C’est un coup du destin. Au départ, c’est vraiment une histoire de rencontre et d’opportunité. Mais très vite, j’ai compris l’intérêt de l’engagement collectif. Le SYNASAV permet de prendre du recul par rapport à son activité, de partager des problématiques et surtout de contribuer à faire évoluer la profession.
Comment est composé votre bureau régional ?
Nous travaillons ensemble depuis plusieurs années. Ce sont des personnes avec qui je partage des valeurs et des enjeux métier communs. Un point essentiel pour nous : laisser la concurrence de côté. Au sein du SYNASAV, on échange librement sur nos problématiques et sur les solutions que chacun met en place. Nous avons également réussi à créer une vraie complémentarité entre entreprises indépendantes et grands groupes nationaux. Cette diversité est une richesse.
Selon vous, quel est aujourd’hui le rôle essentiel du SYNASAV pour les entreprises de la profession ?
Au niveau régional, notre rôle est de faire remonter les réalités du terrain, qu’il s’agisse de petites structures ou d’entreprises plus importantes, et de les porter au niveau national. Le SYNASAV est aussi un appui précieux pour accompagner les entreprises face aux exigences réglementaires. Des sujets comme le Certibiocide ou la norme NF Gaz peuvent représenter de véritables obstacles lorsqu’on est seul. Le syndicat permet de simplifier ces démarches et de faire gagner un temps précieux.
Quelles seront vos priorités pour ce mandat ?
Nous souhaitons renforcer les échanges avec les adhérents, notamment ceux qui sont moins impliqués au quotidien dans la vie du syndicat. L’objectif est de créer davantage de moments de rencontre, identifier des solutions et rompre l’isolement que peuvent ressentir certains dirigeants.
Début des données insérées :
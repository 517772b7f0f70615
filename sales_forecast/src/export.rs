//! Spreadsheet export of brand simulation results

use crate::error::{ForecastError, Result};
use crate::simulation::BrandSimulation;
use std::fs;
use std::path::{Path, PathBuf};
use tracing::info;

/// Header row of the exported sheet
pub const EXPORT_HEADER: [&str; 4] = ["Nama Produk", "Harga Jual", "Kategori 1", "Qty Diprediksi"];

/// File name encoding brand, month and year
pub fn export_filename(brand: &str, month: u32, year: i32) -> String {
    let brand: String = brand
        .chars()
        .map(|c| if matches!(c, '/' | '\\' | ':') { '_' } else { c })
        .collect();
    format!("prediksi_{}_{}_{}.csv", brand, month, year)
}

/// Render the ranked rows as CSV bytes in memory
pub fn to_spreadsheet_bytes(simulation: &BrandSimulation) -> Result<Vec<u8>> {
    let mut writer = csv::Writer::from_writer(Vec::new());
    writer.write_record(EXPORT_HEADER)?;
    for row in &simulation.rows {
        writer.write_record([
            row.product_name.clone(),
            row.unit_price.to_string(),
            row.category.clone(),
            format!("{:.2}", row.predicted_qty),
        ])?;
    }

    writer
        .into_inner()
        .map_err(|e| ForecastError::CsvError(e.to_string()))
}

/// Write the sheet into `dir` and return its path
pub fn write_spreadsheet<P: AsRef<Path>>(dir: P, simulation: &BrandSimulation) -> Result<PathBuf> {
    let dir = dir.as_ref();
    fs::create_dir_all(dir)?;
    let path = dir.join(export_filename(
        &simulation.brand,
        simulation.month,
        simulation.year,
    ));
    fs::write(&path, to_spreadsheet_bytes(simulation)?)?;
    info!(path = %path.display(), rows = simulation.rows.len(), "exported brand simulation");
    Ok(path)
}

#[cfg(test)]
mod tests {
    use super::*;

    #[test]
    fn test_export_filename() {
        assert_eq!(export_filename("Acme", 7, 2025), "prediksi_Acme_7_2025.csv");
        assert_eq!(export_filename("A/B", 1, 2024), "prediksi_A_B_1_2024.csv");
    }
}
Quels sont les enjeux majeurs auxquels les entreprises du secteur doivent faire face aujourd’hui ?
Le recrutement reste une problématique. Des initiatives existent, comme les formations proposées par La Solive ou l’École Gustave, ainsi que des job datings qui fonctionnent bien. Mais un autre enjeu émerge : l’arrivée de nouveaux acteurs sur le marché de la maintenance. Des entreprises extérieures au métier, parfois issues de l’énergie ou des services, s’y intéressent de plus en plus. Cela pose la question de l’évolution du secteur et de la place des entreprises historiques. Il faudra rester vigilants face à ces transformations. Et la question se pose : quelle sera la tendance dans les années à venir ? Qu’est-ce qui va réellement s’imposer ? Jusqu’où ces nouveaux acteurs vont-ils aller ?
Comment souhaitez-vous travailler avec les adhérents et être à leur écoute ?
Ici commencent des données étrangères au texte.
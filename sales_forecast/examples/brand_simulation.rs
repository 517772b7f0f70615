use sales_forecast::metrics::aggregate_accuracy;
use sales_forecast::{
    simulate_brand, ArtifactPaths, BrandSimulationRequest, SimulationContext, SimulationSettings,
};
use std::path::PathBuf;

fn main() -> Result<(), Box<dyn std::error::Error>> {
    // Demo artifacts ship with the dashboard crate
    let data_dir = PathBuf::from(env!("CARGO_MANIFEST_DIR"))
        .join("..")
        .join("sales_dashboard")
        .join("data");

    let paths = ArtifactPaths {
        aggregate: data_dir.join("aggregate.csv"),
        catalog: data_dir.join("catalog.csv"),
        model: data_dir.join("model.json"),
        brand_encoder: data_dir.join("brand_encoder.json"),
        channel_encoder: data_dir.join("channel_encoder.json"),
    };

    println!("Loading artifacts from: {}", data_dir.display());
    let ctx = SimulationContext::load(&paths, SimulationSettings::default())?;
    println!(
        "Loaded {} months of history and {} products",
        ctx.aggregate().len(),
        ctx.catalog().len()
    );
    println!("{}", aggregate_accuracy(ctx.aggregate())?);

    // Simulate every available brand for July 2025 with a 10% discount
    for brand in ctx.brand_options() {
        let result = simulate_brand(
            &ctx,
            &BrandSimulationRequest {
                brand: brand.clone(),
                month: 7,
                year: 2025,
                discount: 10,
            },
        )?;

        println!("{} ({} products):", brand, result.rows.len());
        for row in &result.rows {
            println!("  {:<24} {:>8.2}", row.product_name, row.predicted_qty);
        }
    }

    Ok(())
}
Nous souhaitons développer des formats plus conviviaux, comme des petits-déjeuners ou des after-works. L’idée est de favoriser des échanges simples et ouverts, y compris sur des sujets qui dépassent le strict cadre technique : gestion, organisation, ressources humaines… Ces moments permettent de libérer la parole et de mieux comprendre les besoins de chacun.
Quel message aimeriez-vous adresser aux adhérents du SYNASAV en début de mandat ?
N’hésitez pas à nous solliciter. Les remontées du terrain sont essentielles pour faire avancer les choses et trouver des solutions adaptées. Le SYNASAV ne peut fonctionner efficacement que grâce à l’implication de ses adhérents.
En dehors de votre activité professionnelle, qu’est-ce qui vous anime, ou vous ressource ?
J’ai longtemps pratiqué des sports extrêmes. Aujourd’hui, je joue au golf. C’est un moment de détente, en pleine nature, que je partage avec des amis. Cela permet de prendre du recul et de relâcher la pression.
Le SYNASAV en trois mots ?
Poursuivre la dynamique engagée par notre ancien président Roland BOUQUET : le SYNASAV a gagné en poids et en visibilité, y compris en région, et cela se ressent concrètement.